Ha tambem o decreto de 26 de junho de 1867, que modifica esta organisação da commissão consultiva, na parte que diz respeito aos seus membros permanentes; porém como esse decreto não falla em serem ou deixarem de ser ouvidos os chefes de serviço, por isso se julga que elles continuam a ter voto consultivo, substituindo-se os vogaes amoviveis por um só official de marinha. Hoje a commissão consultiva compõe-se do major general, inspector do arsenal, director da escola naval, do secretario e do chefe da respectiva repartição.

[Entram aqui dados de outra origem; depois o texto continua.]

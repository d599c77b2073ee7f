//! devrelay daemon - device log sessions and viewer fan-out
//!
//! This crate provides the daemon's building blocks:
//! - `upstream` - Spawns a device log tool and turns its output into lines
//! - `session` - Per-device actor: ring buffer, batching, mirror, consumers
//! - `fanout` - Per-viewer outbound queues with drop-on-overflow
//! - `registry` - Device → session actor with lazy creation and teardown
//! - `server` - Unix socket server for viewer connections
//! - `monitor` - Process monitoring for CPU/memory and registry load
//!
//! # Architecture
//!
//! ```text
//! ┌─────────────────────────────────────────────────────────────┐
//! │                      devrelayd daemon                       │
//! ├─────────────────────────────────────────────────────────────┤
//! │                                                             │
//! │  ┌─────────────────┐     ┌─────────────────────────────┐    │
//! │  │  DaemonServer   │────▶│       RegistryActor         │    │
//! │  │ (Unix Socket)   │     │  (device → session owner)   │    │
//! │  └────────┬────────┘     └──────────────┬──────────────┘    │
//! │           │                             │ spawn             │
//! │           │ connections                 ▼                   │
//! │  ┌────────┴────────┐     ┌─────────────────────────────┐    │
//! │  │ConnectionHandler│◀────│ SessionActor (per device)   │    │
//! │  │  + writer task  │batch│  UpstreamProcess, ring,     │    │
//! │  └─────────────────┘     │  BatchScheduler, Mirror     │    │
//! │                          └─────────────────────────────┘    │
//! └─────────────────────────────────────────────────────────────┘
//! ```
//!
//! # Panic-Free Guarantees
//!
//! All production code in this crate follows the workspace panic-free policy:
//! - No `.unwrap()`, `.expect()`, `panic!()`, `unreachable!()`, `todo!()`
//! - All fallible operations return `Result` or `Option`
//! - Channel operations handle closure gracefully

pub mod fanout;
pub mod monitor;
pub mod registry;
pub mod server;
pub mod session;
pub mod upstream;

Não deseja fazer censuras a ninguem, e sómente declarar qual seu voto a respeito d'esta questão, e dizer que na commissão consultiva fez todos os esforços e deu todos os esclarecimentos para demonstrar, até á evidencia, que o navio de que se trata não era novo. Para o comprovar, leu o seu voto em separado, que é o seguinte:

«O conde de Linhares tendo examinado o plano e a proposta apresentados na commissão consultiva para a acquisição de uma corveta a vapor do madeira, disse que o preço de 40:000 libras pedido por esse navio não lhe parecia excessivo caso elle seja bem construido, de materiaes escolhidos, bem cavilhado e bem fechado; que porém na sua opinião, este typo é de um navio muito similhante á corveta de guerra portugueza Sá da Bandeira, e por consequencia mui diverso dos Alabamos, recommendados ao governo por differentes vezes pela commissão consultiva. Este plano de corveta tem 187 pés de quilha, 34 pés e 6 pollegadas de bôca, é 20 pés e 6 pollegadas de pontal, sendo a sua força a vapor de 200 cavallos (nominal), e a sua tonelagem proximamente de 950 toneladas; não poderá por consequencia andar muito mais do que a corveta já mencionada Sá da Bandeira, a qual está longe de ser um Alabama.

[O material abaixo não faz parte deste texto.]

//! Protocol versioning for safe upgrades.

use serde::{Deserialize, Serialize};
use std::fmt;
use std::str::FromStr;
use thiserror::Error;

/// Protocol version for viewer-daemon communication.
///
/// `major.minor`: a major bump breaks compatibility, a minor bump only adds
/// optional fields or messages.
#[derive(Debug, Clone, Copy, PartialEq, Eq, Serialize, Deserialize)]
pub struct ProtocolVersion {
    pub major: u16,
    pub minor: u16,
}

impl ProtocolVersion {
    /// Current protocol version.
    pub const CURRENT: ProtocolVersion = ProtocolVersion { major: 1, minor: 0 };

    pub const fn new(major: u16, minor: u16) -> Self {
        Self { major, minor }
    }

    /// Parses a version string like "1.0".
    pub fn parse(s: &str) -> Result<Self, VersionError> {
        let invalid = || VersionError::InvalidFormat(s.to_string());

        let (major, minor) = s.split_once('.').ok_or_else(invalid)?;
        Ok(Self {
            major: major.parse().map_err(|_| invalid())?,
            minor: minor.parse().map_err(|_| invalid())?,
        })
    }

    /// Versions are compatible when their major numbers match.
    pub fn is_compatible_with(&self, other: &ProtocolVersion) -> bool {
        self.major == other.major
    }
}

impl Default for ProtocolVersion {
    fn default() -> Self {
        Self::CURRENT
    }
}

impl FromStr for ProtocolVersion {
    type Err = VersionError;

    fn from_str(s: &str) -> Result<Self, Self::Err> {
        Self::parse(s)
    }
}

impl fmt::Display for ProtocolVersion {
    fn fmt(&self, f: &mut fmt::Formatter<'_>) -> fmt::Result {
        write!(f, "{}.{}", self.major, self.minor)
    }
}

/// Errors that can occur with version handling.
#[derive(Error, Debug, Clone, PartialEq, Eq)]
pub enum VersionError {
    #[error("Invalid version format: {0}")]
    InvalidFormat(String),
}

#[cfg(test)]
mod tests {
    use super::*;

    #[test]
    fn test_version_parse() {
        let v: ProtocolVersion = "1.3".parse().unwrap();
        assert_eq!(v, ProtocolVersion::new(1, 3));
    }

    #[test]
    fn test_version_parse_invalid() {
        assert!(ProtocolVersion::parse("1").is_err());
        assert!(ProtocolVersion::parse("1.0.0").is_err());
        assert!(ProtocolVersion::parse("a.b").is_err());
    }

    #[test]
    fn test_version_compatibility() {
        let current = ProtocolVersion::CURRENT;
        assert!(current.is_compatible_with(&ProtocolVersion::new(1, 7)));
        assert!(!current.is_compatible_with(&ProtocolVersion::new(2, 0)));
    }

    #[test]
    fn test_version_display() {
        assert_eq!(ProtocolVersion::new(1, 2).to_string(), "1.2");
    }
}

«Diste tambem que o navio não lhe parecia muito proprio nas dimensões apresentadas para a artilheria proposta, que ignorava comtudo como seriam os vans da corveta e de que dimensões, objecto importante em relação ao peso da artilheria; acrescentou que apesar de só ter presentes algumas secções do desenho da corveta, todavia não tinha muita duvida em asseverar que o seu plano geométrico deve ser muito similhante aos typos das nossas corvetas, cousa que será aliás muito 'fácil de verificar logo que chegue de Inglaterra o plano geométrico da corveta proposta; e sendo assim, é corto que todos estes typos são já antigos e reprovados para navios de guerra construidos na actualidade, bastará compara-los com os planos dos Alabamos modernos, cujos modelos e planes possuo, e já apresentou á commissão consultiva para notar a grande differença que ha entre taes corvetas o as construcções modernas de grande velocidade e poderosa artilheria.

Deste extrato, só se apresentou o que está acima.